Start of Data supplied

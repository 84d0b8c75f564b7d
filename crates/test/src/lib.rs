use proc_macro::TokenStream;
use quote::quote;
use std::sync::OnceLock;
use syn::{
  parse::{Parse, ParseStream},
  ItemFn,
};

static IS_SUPPORT_DOCKER: OnceLock<bool> = OnceLock::new();

fn is_support_docker() -> bool {
  *IS_SUPPORT_DOCKER.get_or_init(|| {
    std::process::Command::new("docker")
      .arg("info")
      .stdout(std::process::Stdio::null())
      .stderr(std::process::Stdio::null())
      .status()
      .map_or(false, |status| status.success())
  })
}

struct Args {
  is_docker: bool,
}

impl Parse for Args {
  fn parse(input: ParseStream) -> syn::Result<Self> {
    if input.is_empty() {
      return Ok(Self { is_docker: false });
    }

    let ident = input.parse::<syn::Ident>()?;
    if ident != "docker" {
      return Err(syn::Error::new(
        ident.span(),
        "expected `docker` or no arguments",
      ));
    }

    Ok(Self { is_docker: true })
  }
}

/// Test attribute used across the runway crates.
///
/// Installs `runway_logger` at trace level and wraps async functions in
/// `#[tokio::test(flavor = "multi_thread")]`. `#[runway_test::test(docker)]`
/// marks the test `#[ignore]` when no docker daemon answers at build time.
#[proc_macro_attribute]
pub fn test(attr: TokenStream, item: TokenStream) -> TokenStream {
  let item_fn = syn::parse_macro_input!(item as ItemFn);
  let args = syn::parse_macro_input!(attr as Args);

  let attrs = item_fn.attrs;
  let test_name = item_fn.sig.ident;
  let output = item_fn.sig.output;
  let content = item_fn.block;

  let is_async = item_fn.sig.asyncness.is_some();

  // Evaluated when this crate is compiled, not when the test runs
  let ignore = if args.is_docker && !is_support_docker() {
    quote! { #[ignore] }
  } else {
    quote! {}
  };

  let content = quote! {
    runway_logger::init_logger_with_level(log::Level::Trace);

    #content
  };

  if is_async {
    return quote! {
      #ignore
      #(#attrs)*
      #[tokio::test(flavor = "multi_thread", worker_threads = 4)]
      async fn #test_name() #output {
        #content
      }
    }
    .into();
  }

  quote! {
    #ignore
    #(#attrs)*
    #[test]
    fn #test_name() #output {
      #content
    }
  }
  .into()
}
use crate::{Error, Result};
use serde::{Deserialize, Serialize};
use std::fmt;

#[derive(Serialize, Deserialize, Debug, Clone, Copy, PartialEq, Eq, Hash)]
#[serde(rename_all = "snake_case")]
pub enum EventKind {
  Push,
  PullRequest,
}

impl EventKind {
  pub fn as_str(&self) -> &'static str {
    match self {
      EventKind::Push => "push",
      EventKind::PullRequest => "pull_request",
    }
  }
}

impl fmt::Display for EventKind {
  fn fmt(&self, f: &mut fmt::Formatter<'_>) -> fmt::Result {
    write!(f, "{}", self.as_str())
  }
}

impl TryFrom<&str> for EventKind {
  type Error = Error;

  fn try_from(value: &str) -> Result<Self> {
    match value {
      "push" => Ok(EventKind::Push),
      "pull_request" => Ok(EventKind::PullRequest),
      other => Err(Error::unsupported_feature(format!(
        "Event `{}` is not supported",
        other
      ))),
    }
  }
}

/// Snapshot of the repository event that triggered a run.
///
/// For `push` the ref is the pushed ref. For `pull_request` it is the base
/// branch the PR targets; the source branch goes into `head_ref`.
#[derive(Serialize, Deserialize, Debug, Clone, PartialEq)]
pub struct Event {
  pub kind: EventKind,
  /// `refs/heads/main` or plain `main`
  #[serde(rename = "ref")]
  pub ref_name: String,
  #[serde(default)]
  pub head_ref: Option<String>,
  pub sha: String,
  #[serde(default)]
  pub pr_number: Option<u64>,
  #[serde(default)]
  pub repo_owner: String,
  #[serde(default)]
  pub repo_name: String,
}

impl Event {
  pub fn push(ref_name: impl Into<String>, sha: impl Into<String>) -> Self {
    Event {
      kind: EventKind::Push,
      ref_name: ref_name.into(),
      head_ref: None,
      sha: sha.into(),
      pr_number: None,
      repo_owner: String::new(),
      repo_name: String::new(),
    }
  }

  pub fn pull_request(
    pr_number: u64,
    head_ref: impl Into<String>,
    base_ref: impl Into<String>,
    sha: impl Into<String>,
  ) -> Self {
    Event {
      kind: EventKind::PullRequest,
      ref_name: base_ref.into(),
      head_ref: Some(head_ref.into()),
      sha: sha.into(),
      pr_number: Some(pr_number),
      repo_owner: String::new(),
      repo_name: String::new(),
    }
  }

  pub fn repository(mut self, owner: impl Into<String>, name: impl Into<String>) -> Self {
    self.repo_owner = owner.into();
    self.repo_name = name.into();
    self
  }

  /// Branch name without the `refs/heads/` prefix.
  pub fn branch(&self) -> &str {
    strip_branch_prefix(&self.ref_name)
  }

  /// `owner/name`, or an empty string when the event carries no repository.
  pub fn repository_name(&self) -> String {
    if self.repo_owner.is_empty() && self.repo_name.is_empty() {
      String::new()
    } else {
      format!("{}/{}", self.repo_owner, self.repo_name)
    }
  }

  /// Runs sharing this key supersede each other: a newer push to the same
  /// branch, or a new commit on the same pull request.
  pub fn context_key(&self) -> String {
    match (self.kind, self.pr_number) {
      (EventKind::PullRequest, Some(pr_number)) => format!("pull_request/{}", pr_number),
      (EventKind::PullRequest, None) => format!(
        "pull_request/{}",
        self.head_ref.as_deref().map(strip_branch_prefix).unwrap_or("")
      ),
      (EventKind::Push, _) => format!("push/{}", self.branch()),
    }
  }

  pub fn short_sha(&self) -> &str {
    let end = self
      .sha
      .char_indices()
      .nth(7)
      .map(|(index, _)| index)
      .unwrap_or(self.sha.len());

    &self.sha[..end]
  }

  pub fn validate(&self) -> Result<()> {
    if self.sha.trim().is_empty() {
      return Err(Error::definition_error("Event sha is required"));
    }

    if self.branch().is_empty() {
      return Err(Error::definition_error("Event ref is required"));
    }

    if self.kind == EventKind::PullRequest && self.pr_number.is_none() {
      return Err(Error::definition_error(
        "Pull request events require a pr_number",
      ));
    }

    Ok(())
  }
}

fn strip_branch_prefix(name: &str) -> &str {
  name.strip_prefix("refs/heads/").unwrap_or(name)
}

End of Data supplied

→ What the task requires: Return nothing but the lines from the first line of the listing through the line with "use std::fmt;", please, keeping every one of them unchanged.

→ Response box:
repository 84d0b8c75f564b7d
filename crates/test/src/lib.rs
use proc_macro::TokenStream;
use quote::quote;
use std::sync::OnceLock;
use syn::{
  parse::{Parse, ParseStream},
  ItemFn,
};

static IS_SUPPORT_DOCKER: OnceLock<bool> = OnceLock::new();

fn is_support_docker() -> bool {
  *IS_SUPPORT_DOCKER.get_or_init(|| {
    std::process::Command::new("docker")
      .arg("info")
      .stdout(std::process::Stdio::null())
      .stderr(std::process::Stdio::null())
      .status()
      .map_or(false, |status| status.success())
  })
}

struct Args {
  is_docker: bool,
}

impl Parse for Args {
  fn parse(input: ParseStream) -> syn::Result<Self> {
    if input.is_empty() {
      return Ok(Self { is_docker: false });
    }

    let ident = input.parse::<syn::Ident>()?;
    if ident != "docker" {
      return Err(syn::Error::new(
        ident.span(),
        "expected `docker` or no arguments",
      ));
    }

    Ok(Self { is_docker: true })
  }
}

/// Test attribute used across the runway crates.
///
/// Installs `runway_logger` at trace level and wraps async functions in
/// `#[tokio::test(flavor = "multi_thread")]`. `#[runway_test::test(docker)]`
/// marks the test `#[ignore]` when no docker daemon answers at build time.
#[proc_macro_attribute]
pub fn test(attr: TokenStream, item: TokenStream) -> TokenStream {
  let item_fn = syn::parse_macro_input!(item as ItemFn);
  let args = syn::parse_macro_input!(attr as Args);

  let attrs = item_fn.attrs;
  let test_name = item_fn.sig.ident;
  let output = item_fn.sig.output;
  let content = item_fn.block;

  let is_async = item_fn.sig.asyncness.is_some();

  // Evaluated when this crate is compiled, not when the test runs
  let ignore = if args.is_docker && !is_support_docker() {
    quote! { #[ignore] }
  } else {
    quote! {}
  };

  let content = quote! {
    runway_logger::init_logger_with_level(log::Level::Trace);

    #content
  };

  if is_async {
    return quote! {
      #ignore
      #(#attrs)*
      #[tokio::test(flavor = "multi_thread", worker_threads = 4)]
      async fn #test_name() #output {
        #content
      }
    }
    .into();
  }

  quote! {
    #ignore
    #(#attrs)*
    #[test]
    fn #test_name() #output {
      #content
    }
  }
  .into()
}
use crate::{Error, Result};
use serde::{Deserialize, Serialize};
use std::fmt;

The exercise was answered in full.